Сее покачала головой. Перед глазами стоял изломанный и оплавленный остов диадемы. Вот что случится со мной, если ваша сила коснется меня. Солнце не оставит и пепла, и вы не сможете его остановить.
— Вы не хотите даже попытаться, — голос Иерарха звучал осуждающе, — если вы сами отказываетесь помочь себе, то и мои усилия не имеют смысла.
Аше Сее его уже не слышала. Где-то там, на самой кромке ее сознания, вдруг ярко вспыхнула фиолетовая звездочка. Близко.
В самом сердце гор стояла Башня. Она не была такой высокой, как сияющая Башня Ветров, не поражала воображение красотой каменных узоров Гранатовой Башни и даже ничем не напоминала Синюю Башню, что выглядела так, будто заглянула в мир из-за границы сна. Она казалась затерянной, а временами — покинутой. Но каждый знал, что отыскать ее можно, но только если ты действительно готов это сделать.
Многие смельчаки отправлялись к Башне: хотели они задать вопросы и получить ответы, но лишь у немногих получалось до нее добраться. Кто-то путался в горных дорогах и возвращался обратно по своим собственным следам, кого-то настигали дикие звери, а кто-то сам не замечал, как шагал в пропасть или тонул в стремнине быстрых рек. Башня стояла и ждала, а ворота ее всегда были широко распахнуты.
Говорили, что в Башне живет Видящий, которому ведомо прошлое, настоящее и будущее, что он читает ответы в туманных зеркалах и всегда знает, кто же придет к его Башне, потому что время не властно над ним, и он существует везде и нигде одновременно.
И потому, когда солнце стало гаснуть, направились люди именно к Видящему. Каменные мастера создали прочную колесницу, Пламенные закалили ее своим огнем, сами Ветры впряглись в нее и помчали по небу прямо к видимому на горизонте шпилю. И не боялись они ни запутанных дорог, ни диких зверей, ни скальных обрывов. Быстро домчала их колесница к порогу Башни. Ступили они на холодную земли и вошли внутрь — трое, как один, взяли бы с собой и четвертого, да давно уже не было слышно ничего о хозяине подводных дворцов. Шли они по коридорам, поднимались по высоким лестницам, но везде встречала их лишь тишина и запустение.
Поднялись они тогда к самой вершине Башни, и там, у большого туманного зеркала, нашли Видящего. Давно он покинул тот мир, ровно в тот миг, когда настигло его все прожитое время, что он так долго обманывал. По туманному зеркалу бежала рябь, и не было в нем тех ответов, что люди силились отыскать.
Разгневался Каменный, ударил раз — и рассыпалась вся Башня до самого основания, хлестнула яростью Пламенная — и разбилось туманное зеркало. И только Ветер не гневался, смахнул он в карман маленькую шкатулку, что за разбившимся зеркалом лежала, и был таков.

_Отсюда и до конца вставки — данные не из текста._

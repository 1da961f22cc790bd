//! End-to-end engine scenarios against the headless backend.
//!
//! Run with: cargo test --test engine_scenarios

use std::cell::RefCell;
use std::rc::Rc;

use orb_visualiser::backend::BackendOp;
use orb_visualiser::{
    CaptureDevice, Engine, EngineConfig, EngineError, EngineEvent, EngineState, FrameOutcome, ManualScheduler,
    NullBackend, RenderBackend,
};

type TestEngine = Engine<NullBackend, ManualScheduler>;

fn running(theme: &str, backend: NullBackend) -> TestEngine {
    let config = EngineConfig {
        theme: theme.to_string(),
        ..Default::default()
    };
    let mut engine = Engine::new(config, backend, ManualScheduler::new());
    engine.initialize().unwrap();
    engine.start().unwrap();
    engine
}

fn record_events(engine: &mut TestEngine) -> Rc<RefCell<Vec<EngineEvent>>> {
    let events = Rc::new(RefCell::new(Vec::new()));
    let sink = events.clone();
    engine.set_event_listener(move |event| sink.borrow_mut().push(event.clone()));
    events
}

struct DeniedMicrophone;

impl CaptureDevice for DeniedMicrophone {
    fn open(&mut self) -> Result<(), EngineError> {
        Err(EngineError::PermissionDenied("user dismissed the prompt".into()))
    }

    fn read_frequency_data(&mut self, _bins: &mut [u8]) {
        panic!("read from a device that never opened");
    }

    fn close(&mut self) {}
}

struct BrokenMicrophone;

impl CaptureDevice for BrokenMicrophone {
    fn open(&mut self) -> Result<(), EngineError> {
        Err(EngineError::Frame("driver returned garbage".into()))
    }

    fn read_frequency_data(&mut self, _bins: &mut [u8]) {}

    fn close(&mut self) {}
}

struct LoudMicrophone;

impl CaptureDevice for LoudMicrophone {
    fn open(&mut self) -> Result<(), EngineError> {
        Ok(())
    }

    fn read_frequency_data(&mut self, bins: &mut [u8]) {
        bins.fill(255);
    }

    fn close(&mut self) {}
}

#[test]
fn test_emotion_transition_eases_into_target() {
    let mut engine = running("cyberpunk", NullBackend::new());
    engine.set_emotion("excited", 1000.0).unwrap();

    engine.tick(0.0);
    engine.tick(500.0);
    engine.tick(1000.0);
    engine.tick(1500.0);

    let intensity: Vec<f32> = engine.backend().frames.iter().map(|f| f.emotion_intensity).collect();
    assert!((intensity[0] - 0.2).abs() < 1e-5);
    // Ease-out cubic puts the midpoint well past halfway.
    assert!((intensity[1] - 0.9).abs() < 1e-4);
    assert!((intensity[2] - 1.0).abs() < 1e-5);
    assert!((intensity[3] - 1.0).abs() < 1e-5);
    assert_eq!(engine.current_emotion(), "excited");
    assert_eq!(engine.frame_state().frame_index, 3);

    let bloom: Vec<f32> = engine.backend().frames.iter().map(|f| f.bloom_strength).collect();
    assert!(bloom[2] > bloom[0]);
}

#[test]
fn test_denied_microphone_keeps_rendering_silently() {
    let mut engine = running("default", NullBackend::new());
    let events = record_events(&mut engine);

    engine.attach_audio(Box::new(DeniedMicrophone));
    for i in 0..3 {
        assert_eq!(engine.tick(i as f64 * 16.0), FrameOutcome::Presented);
    }

    assert_eq!(engine.audio_level(), 0.0);
    assert!(engine.backend().frames.iter().all(|f| f.audio_level == 0.0));
    let events = events.borrow();
    assert!(events
        .iter()
        .any(|e| matches!(e, EngineEvent::AudioUnavailable(EngineError::PermissionDenied(_)))));
}

#[test]
fn test_loud_input_is_clamped() {
    let config = EngineConfig {
        audio_gain: 4.0,
        ..Default::default()
    };
    let mut engine = Engine::new(config, NullBackend::new(), ManualScheduler::new());
    engine.initialize().unwrap();
    engine.attach_audio(Box::new(LoudMicrophone));
    engine.start().unwrap();
    engine.tick(0.0);

    assert_eq!(engine.audio_level(), 1.0);
    assert_eq!(engine.backend().frames[0].audio_level, 1.0);
}

#[test]
fn test_unknown_theme_leaves_active_theme() {
    let mut engine = running("neural", NullBackend::new());
    engine.tick(0.0);

    let err = engine.change_theme("vaporwave").unwrap_err();
    assert_eq!(err, EngineError::UnknownTheme("vaporwave".into()));
    engine.tick(16.0);

    assert_eq!(engine.current_theme(), "neural");
    let last = engine.backend().frames.last().unwrap();
    assert_eq!(last.program_theme, "neural");
    assert_eq!(last.particle_theme, Some("neural"));
}

#[test]
fn test_stop_is_idempotent() {
    let mut engine = running("quantum", NullBackend::new());
    let events = record_events(&mut engine);
    engine.tick(0.0);

    engine.stop();
    engine.stop();

    assert_eq!(engine.state(), EngineState::Disposed);
    assert_eq!(engine.backend().render_target_releases(), 1);
    assert_eq!(engine.backend().live_buffer_count(), 0);
    assert_eq!(engine.backend().live_program_count(), 0);
    assert_eq!(engine.backend().released_buffer_count(), 1);
    assert_eq!(engine.backend().released_program_count(), 1);
    assert!(!engine.scheduler().has_pending());
    let disposed = events.borrow().iter().filter(|e| **e == EngineEvent::Disposed).count();
    assert_eq!(disposed, 1);
}

#[test]
fn test_repeated_theme_switches_do_not_leak() {
    let mut engine = running("default", NullBackend::new());
    let themes = ["matrix", "matrix", "ethereal", "hologram", "matrix", "fractal"];
    for (i, theme) in themes.iter().enumerate() {
        engine.change_theme(theme).unwrap();
        engine.tick(i as f64 * 16.0);
        assert_eq!(engine.backend().live_buffer_count(), 1);
        assert_eq!(engine.backend().live_program_count(), 1);
    }
    assert_eq!(engine.current_theme(), "fractal");
}

#[test]
fn test_program_and_particles_switch_together() {
    let mut engine = running("default", NullBackend::new());
    let themes = ["cyberpunk", "matrix", "neural", "quantum", "fractal", "ethereal", "hologram", "default"];
    for (i, theme) in themes.iter().enumerate() {
        engine.change_theme(theme).unwrap();
        engine.tick(i as f64 * 16.0);
    }
    for frame in &engine.backend().frames {
        assert_eq!(Some(frame.program_theme), frame.particle_theme);
    }
}

#[test]
fn test_failed_theme_compile_falls_back_to_default() {
    let mut backend = NullBackend::new();
    backend.fail_compile_for("matrix");
    let mut engine = running("neural", backend);
    let events = record_events(&mut engine);

    engine.change_theme("matrix").unwrap();
    assert_eq!(engine.tick(0.0), FrameOutcome::Presented);

    assert_eq!(engine.current_theme(), "default");
    assert_eq!(engine.backend().live_program_count(), 1);
    assert!(events.borrow().iter().any(|e| matches!(
        e,
        EngineEvent::ShaderFallback { requested, .. } if requested == "matrix"
    )));
}

#[test]
fn test_queued_theme_switches_compile_once() {
    let mut engine = running("default", NullBackend::new());
    engine.tick(0.0);
    let ops_before = engine.backend().ops.len();

    for theme in ["cyberpunk", "matrix", "neural", "quantum", "fractal", "ethereal", "hologram"] {
        engine.change_theme(theme).unwrap();
    }
    engine.tick(16.0);

    let ops = &engine.backend().ops[ops_before..];
    let compiles = ops.iter().filter(|op| matches!(op, BackendOp::CompileProgram { .. })).count();
    let buffers = ops.iter().filter(|op| matches!(op, BackendOp::CreateBuffer { .. })).count();
    assert_eq!(compiles, 1);
    assert_eq!(buffers, 1);
    assert_eq!(engine.current_theme(), "hologram");
    assert_eq!(engine.backend().live_buffer_count(), 1);
}

#[test]
fn test_capture_failures_are_reported_as_audio_errors() {
    let mut engine = running("default", NullBackend::new());
    let events = record_events(&mut engine);

    engine.attach_audio(Box::new(BrokenMicrophone));
    assert_eq!(engine.tick(0.0), FrameOutcome::Presented);

    let events = events.borrow();
    let unavailable: Vec<_> = events
        .iter()
        .filter_map(|e| match e {
            EngineEvent::AudioUnavailable(err) => Some(err),
            _ => None,
        })
        .collect();
    assert_eq!(unavailable.len(), 1);
    assert!(unavailable[0].is_audio());
    assert!(matches!(unavailable[0], EngineError::DeviceUnavailable(_)));
}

Долго бился Ветер над шкатулкой, искал ключи к последней загадке Видящего, но не открывалась она, что ни пробовал — все зря было. А солнце гасло и гасло, и лучей его становилось меньше и меньше, и все больше земель во мрак погружалось. Горько заплакал как-то Ветер над шкатулкой, заговорил, о злоключениях своих рассказывая, да спросил:
— Что делать мне? Как сберечь, как сохранить? Совсем скоро ничего не останется, падут Башни, и сгинем мы все в потемках.
И как только слезы его пали на крышку шкатулки, зазмеились узоры по ней, поднялась дымка, та самая, что раньше в зеркале томилась, и увидел Ветер, как ходит Видящий под самой крышей своей Башни, меряет шагами комнату, мечется и не может найти ни выхода, ни ответа.

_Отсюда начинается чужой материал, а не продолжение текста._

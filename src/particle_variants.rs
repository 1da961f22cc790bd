//! Particle generator strategies, one per [`ParticleVariant`].
//!
//! Every strategy keeps its per-point state in vectors sized during `create`
//! and only overwrites them afterwards. Radii are in sphere units (the orb
//! itself has radius 1).

use std::f32::consts::{PI, TAU};

use crate::particle::{ParticleFrame, ParticleStrategy, ParticleVariant, ParticleVertex, Rng};

fn rgba(color: [f32; 3], alpha: f32) -> [f32; 4] {
    [color[0], color[1], color[2], alpha.clamp(0.0, 1.0)]
}

fn scale(v: [f32; 3], s: f32) -> [f32; 3] {
    [v[0] * s, v[1] * s, v[2] * s]
}

fn length(v: [f32; 3]) -> f32 {
    (v[0] * v[0] + v[1] * v[1] + v[2] * v[2]).sqrt()
}

fn normalize(v: [f32; 3]) -> [f32; 3] {
    let len = length(v);
    if len > 1e-6 {
        scale(v, 1.0 / len)
    } else {
        [0.0, 1.0, 0.0]
    }
}

fn smoothstep(edge0: f32, edge1: f32, x: f32) -> f32 {
    let t = ((x - edge0) / (edge1 - edge0)).clamp(0.0, 1.0);
    t * t * (3.0 - 2.0 * t)
}

/// Fallback shell of points.
///
/// Update: radius breathes as `r0 * (1 + 0.12 * audio * sin(2 * speed * t + phase))`,
/// size grows by `1 + 1.5 * audio`, opacity is `0.35 + 0.55 * intensity`.
#[derive(Default)]
pub struct GenericShell {
    dirs: Vec<[f32; 3]>,
    radius: Vec<f32>,
    phase: Vec<f32>,
    base_size: Vec<f32>,
}

impl ParticleStrategy for GenericShell {
    fn variant(&self) -> ParticleVariant {
        ParticleVariant::Generic
    }

    fn create(&mut self, points: &mut [ParticleVertex], palette: &[[f32; 3]], rng: &mut Rng) {
        let n = points.len();
        self.dirs = Vec::with_capacity(n);
        self.radius = Vec::with_capacity(n);
        self.phase = Vec::with_capacity(n);
        self.base_size = Vec::with_capacity(n);
        for point in points.iter_mut() {
            let dir = rng.unit_vector();
            let radius = rng.range(1.35, 1.9);
            let size = rng.range(0.02, 0.05);
            self.dirs.push(dir);
            self.radius.push(radius);
            self.phase.push(rng.range(0.0, TAU));
            self.base_size.push(size);
            *point = ParticleVertex {
                position: scale(dir, radius),
                size,
                color: rgba(*rng.pick(palette), 0.6),
            };
        }
    }

    fn update(&mut self, points: &mut [ParticleVertex], frame: &ParticleFrame) {
        let alpha = 0.35 + 0.55 * frame.intensity;
        for (i, point) in points.iter_mut().enumerate() {
            let wobble = (2.0 * frame.speed * frame.time + self.phase[i]).sin();
            let r = self.radius[i] * (1.0 + 0.12 * frame.audio_level * wobble);
            point.position = scale(self.dirs[i], r);
            point.size = self.base_size[i] * (1.0 + 1.5 * frame.audio_level);
            point.color[3] = alpha;
        }
    }

    fn rotation_rate(&self) -> f32 {
        0.15
    }
}

const ORBIT_RINGS: usize = 5;

/// Tilted rings of orbiting sparks.
///
/// Update: each angle advances by `omega * (1 + 2 * audio) * speed * dt`;
/// ring radius ripples by `0.25 * audio * sin(3 * angle + t)`; opacity and
/// size follow `0.5 + 0.5 * audio` and `1 + audio`.
#[derive(Default)]
pub struct RadialOrbit {
    angle: Vec<f32>,
    omega: Vec<f32>,
    ring_radius: Vec<f32>,
    tilt: Vec<f32>,
    base_size: Vec<f32>,
}

impl ParticleStrategy for RadialOrbit {
    fn variant(&self) -> ParticleVariant {
        ParticleVariant::RadialOrbit
    }

    fn create(&mut self, points: &mut [ParticleVertex], palette: &[[f32; 3]], rng: &mut Rng) {
        let n = points.len();
        self.angle = Vec::with_capacity(n);
        self.omega = Vec::with_capacity(n);
        self.ring_radius = Vec::with_capacity(n);
        self.tilt = Vec::with_capacity(n);
        self.base_size = Vec::with_capacity(n);
        for (i, point) in points.iter_mut().enumerate() {
            let ring = i % ORBIT_RINGS;
            let direction = if ring % 2 == 0 { 1.0 } else { -1.0 };
            self.angle.push(rng.range(0.0, TAU));
            self.omega.push(direction * rng.range(0.4, 0.9));
            self.ring_radius.push(1.4 + 0.18 * ring as f32 + rng.range(-0.03, 0.03));
            self.tilt.push(ring as f32 * PI / ORBIT_RINGS as f32);
            self.base_size.push(rng.range(0.015, 0.04));
            *point = ParticleVertex {
                position: [0.0; 3],
                size: self.base_size[i],
                color: rgba(palette[ring % palette.len()], 0.5),
            };
        }
        self.update(points, &ParticleFrame::default());
    }

    fn update(&mut self, points: &mut [ParticleVertex], frame: &ParticleFrame) {
        let boost = 1.0 + 2.0 * frame.audio_level;
        for (i, point) in points.iter_mut().enumerate() {
            self.angle[i] = (self.angle[i] + self.omega[i] * boost * frame.speed * frame.dt) % TAU;
            let a = self.angle[i];
            let r = self.ring_radius[i] + 0.25 * frame.audio_level * (3.0 * a + frame.time).sin();
            let (sin_t, cos_t) = self.tilt[i].sin_cos();
            point.position = [r * a.cos(), r * a.sin() * sin_t, r * a.sin() * cos_t];
            point.size = self.base_size[i] * (1.0 + frame.audio_level);
            point.color[3] = 0.5 + 0.5 * frame.audio_level;
        }
    }

    fn rotation_rate(&self) -> f32 {
        0.05
    }
}

const CASCADE_TOP: f32 = 2.2;
const CASCADE_BOTTOM: f32 = -2.2;

/// Columns of glyph-like points raining around the orb.
///
/// Update: `y -= v * (0.5 + 1.5 * audio) * (0.5 + speed) * dt`, wrapping from
/// the bottom back to the top. Opacity fades along each column's trail as
/// `(0.3 + 0.7 * intensity) * (1 - fract(0.8 * (y + column_phase)))`.
#[derive(Default)]
pub struct FallingCascade {
    fall_speed: Vec<f32>,
    column_phase: Vec<f32>,
}

impl ParticleStrategy for FallingCascade {
    fn variant(&self) -> ParticleVariant {
        ParticleVariant::FallingCascade
    }

    fn create(&mut self, points: &mut [ParticleVertex], palette: &[[f32; 3]], rng: &mut Rng) {
        let n = points.len();
        let columns = (n / 24).max(1);
        let column_angles: Vec<f32> = (0..columns).map(|_| rng.range(0.0, TAU)).collect();
        let column_radii: Vec<f32> = (0..columns).map(|_| rng.range(1.6, 2.4)).collect();
        let column_speed: Vec<f32> = (0..columns).map(|_| rng.range(0.6, 1.4)).collect();

        self.fall_speed = Vec::with_capacity(n);
        self.column_phase = Vec::with_capacity(n);
        for (i, point) in points.iter_mut().enumerate() {
            let c = i % columns;
            let (sin_a, cos_a) = column_angles[c].sin_cos();
            self.fall_speed.push(column_speed[c]);
            self.column_phase.push(c as f32 * 0.37);
            *point = ParticleVertex {
                position: [
                    cos_a * column_radii[c],
                    rng.range(CASCADE_BOTTOM, CASCADE_TOP),
                    sin_a * column_radii[c],
                ],
                size: 0.03,
                color: rgba(palette[(i / columns) % 2], 0.8),
            };
        }
    }

    fn update(&mut self, points: &mut [ParticleVertex], frame: &ParticleFrame) {
        let drive = (0.5 + 1.5 * frame.audio_level) * (0.5 + frame.speed) * frame.dt;
        let span = CASCADE_TOP - CASCADE_BOTTOM;
        let brightness = 0.3 + 0.7 * frame.intensity;
        for (i, point) in points.iter_mut().enumerate() {
            let mut y = point.position[1] - self.fall_speed[i] * drive;
            while y < CASCADE_BOTTOM {
                y += span;
            }
            point.position[1] = y;
            let trail = (0.8 * (y + self.column_phase[i])).rem_euclid(1.0);
            point.color[3] = brightness * (1.0 - trail);
        }
    }

    fn rotation_rate(&self) -> f32 {
        0.0
    }
}

const NEURON_RADIUS: f32 = 1.6;

/// Neuron nodes on a shell with signals travelling along links between them.
///
/// The first quarter of the points are nodes; node radius pulses by
/// `0.05 * audio * sin(3t + i)`. Each remaining point travels from node `a`
/// to node `b` with progress `fract(rate * (0.5 + speed) * t + phase)`, bowed
/// outward by `0.15 * sin(pi * progress)` and faded by
/// `(0.2 + 0.8 * audio) * sin(pi * progress)`.
#[derive(Default)]
pub struct SynapticLinks {
    nodes: Vec<[f32; 3]>,
    links: Vec<(usize, usize)>,
    rate: Vec<f32>,
    phase: Vec<f32>,
}

impl ParticleStrategy for SynapticLinks {
    fn variant(&self) -> ParticleVariant {
        ParticleVariant::SynapticLinks
    }

    fn create(&mut self, points: &mut [ParticleVertex], palette: &[[f32; 3]], rng: &mut Rng) {
        let n = points.len();
        let node_count = (n / 4).max(1);
        self.nodes = (0..node_count).map(|_| rng.unit_vector()).collect();

        let signals = n - node_count;
        self.links = Vec::with_capacity(signals);
        self.rate = Vec::with_capacity(signals);
        self.phase = Vec::with_capacity(signals);
        for _ in 0..signals {
            let a = (rng.next_u64() % node_count as u64) as usize;
            // Link each signal to the closest of a few random candidates.
            let mut best = a;
            let mut best_distance = f32::MAX;
            for _ in 0..4 {
                let b = (rng.next_u64() % node_count as u64) as usize;
                if b == a {
                    continue;
                }
                let (p, q) = (self.nodes[a], self.nodes[b]);
                let d = length([p[0] - q[0], p[1] - q[1], p[2] - q[2]]);
                if d < best_distance {
                    best = b;
                    best_distance = d;
                }
            }
            self.links.push((a, best));
            self.rate.push(rng.range(0.2, 0.6));
            self.phase.push(rng.next_f32());
        }

        for (i, point) in points.iter_mut().enumerate() {
            *point = if i < node_count {
                ParticleVertex {
                    position: scale(self.nodes[i], NEURON_RADIUS),
                    size: 0.05,
                    color: rgba(palette[0], 0.85),
                }
            } else {
                ParticleVertex {
                    position: scale(self.nodes[self.links[i - node_count].0], NEURON_RADIUS),
                    size: 0.025,
                    color: rgba(palette[1], 0.0),
                }
            };
        }
    }

    fn update(&mut self, points: &mut [ParticleVertex], frame: &ParticleFrame) {
        let node_count = self.nodes.len();
        for (i, point) in points.iter_mut().enumerate() {
            if i < node_count {
                let pulse = 1.0 + 0.05 * frame.audio_level * (3.0 * frame.time + i as f32).sin();
                point.position = scale(self.nodes[i], NEURON_RADIUS * pulse);
                point.size = 0.05 * (1.0 + frame.audio_level);
                continue;
            }
            let s = i - node_count;
            let (a, b) = self.links[s];
            let progress = (self.rate[s] * (0.5 + frame.speed) * frame.time + self.phase[s]).rem_euclid(1.0);
            let (p, q) = (self.nodes[a], self.nodes[b]);
            let mid = normalize([
                p[0] + (q[0] - p[0]) * progress,
                p[1] + (q[1] - p[1]) * progress,
                p[2] + (q[2] - p[2]) * progress,
            ]);
            let arc = (PI * progress).sin();
            point.position = scale(mid, NEURON_RADIUS * (1.0 + 0.15 * arc));
            point.color[3] = ((0.2 + 0.8 * frame.audio_level) * arc).clamp(0.0, 1.0);
        }
    }

    fn rotation_rate(&self) -> f32 {
        0.08
    }
}

/// Probability-cloud points that jitter and occasionally tunnel.
///
/// Update: position is `base + jitter * random(-1, 1)^3` with
/// `jitter = 0.02 + 0.3 * audio * intensity`; each frame a point tunnels to
/// the antipode with probability `0.01 * audio * speed`; opacity flickers
/// uniformly in `[0.3, 1.0]`. Randomness comes from a strategy-owned
/// generator, so runs are reproducible.
pub struct QuantumJitter {
    base: Vec<[f32; 3]>,
    rng: Rng,
}

impl Default for QuantumJitter {
    fn default() -> Self {
        Self {
            base: Vec::new(),
            rng: Rng::new(0),
        }
    }
}

impl ParticleStrategy for QuantumJitter {
    fn variant(&self) -> ParticleVariant {
        ParticleVariant::QuantumJitter
    }

    fn create(&mut self, points: &mut [ParticleVertex], palette: &[[f32; 3]], rng: &mut Rng) {
        self.rng = Rng::new(rng.next_u64());
        self.base = Vec::with_capacity(points.len());
        for point in points.iter_mut() {
            let base = scale(rng.unit_vector(), rng.range(1.3, 1.8));
            self.base.push(base);
            *point = ParticleVertex {
                position: base,
                size: rng.range(0.015, 0.035),
                color: rgba(*rng.pick(palette), 0.7),
            };
        }
    }

    fn update(&mut self, points: &mut [ParticleVertex], frame: &ParticleFrame) {
        let jitter = 0.02 + 0.3 * frame.audio_level * frame.intensity;
        let tunnel_chance = 0.01 * frame.audio_level * frame.speed;
        for (i, point) in points.iter_mut().enumerate() {
            if self.rng.next_f32() < tunnel_chance {
                self.base[i] = scale(self.base[i], -1.0);
            }
            let base = self.base[i];
            for (axis, component) in point.position.iter_mut().enumerate() {
                *component = base[axis] + jitter * self.rng.range(-1.0, 1.0).powi(3);
            }
            point.color[3] = self.rng.range(0.3, 1.0);
        }
    }
}

const TETRAHEDRON: [[f32; 3]; 4] = [
    [1.0, 1.0, 1.0],
    [1.0, -1.0, -1.0],
    [-1.0, 1.0, -1.0],
    [-1.0, -1.0, 1.0],
];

— Солнце погаснет и солнце взойдет. Но мы этого не увидим, и память о нас истает, и не останется ничего, — так сказал Видящий, и истаяла туманная дымка, а шкатулка щелкнула и отворилась. Заглянул в нее Ветер и увидел: аметистовым светом на дне ее сияли глаза Видящего, те, для которых не существовало прошлого, настоящего и будущего и не было преградой само время. Ярко сияли они в ореоле застывшей крови, и видел Ветер, как собственными руками вкладывал Видящий их в шкатулку да наговоры шептал обережные — чтоб никто разрушить не смог и сам мрак оказался не властен, пока новое солнце не взойдет.
Принял Ветер последний завет Видящего, разнес его по всему свету — пока дыхания хватило, да и истаял на том.
Последняя сказка. Архивы Сиаля.
423 г. Р.Э., Святой город Тан
Те сны ей не снились давно. С тех самых пор, как Аше Сее потеряла диадему. И она никогда не пыталась вызвать их нарочно. Но теперь Сее, свернувшись в клубок на своей лежанке, отчаянно жмурилась, стараясь как можно точнее вспомнить те давние ощущения и вернуться обратно, в бархатную темноту под светом семи звезд.
Ее всегда вела диадема: настойчивый голубоватый свет проникал сквозь сомкнутые веки, она тянулась к нему, он окутывал Сее, и она словно проваливалась в узкую щель между границами неизвестно чего. Сейчас диадемы не было. Но Аше Сее помнила — где-то там еще были рубины, горячий желтый свет, который сейчас стал ее проводником. Он болезненным касанием танцевал по коже, проходился по костям и взрывался болью в крови. Она упорно шла вслед за ним — глупо отступать, забравшись настолько далеко. Шаг.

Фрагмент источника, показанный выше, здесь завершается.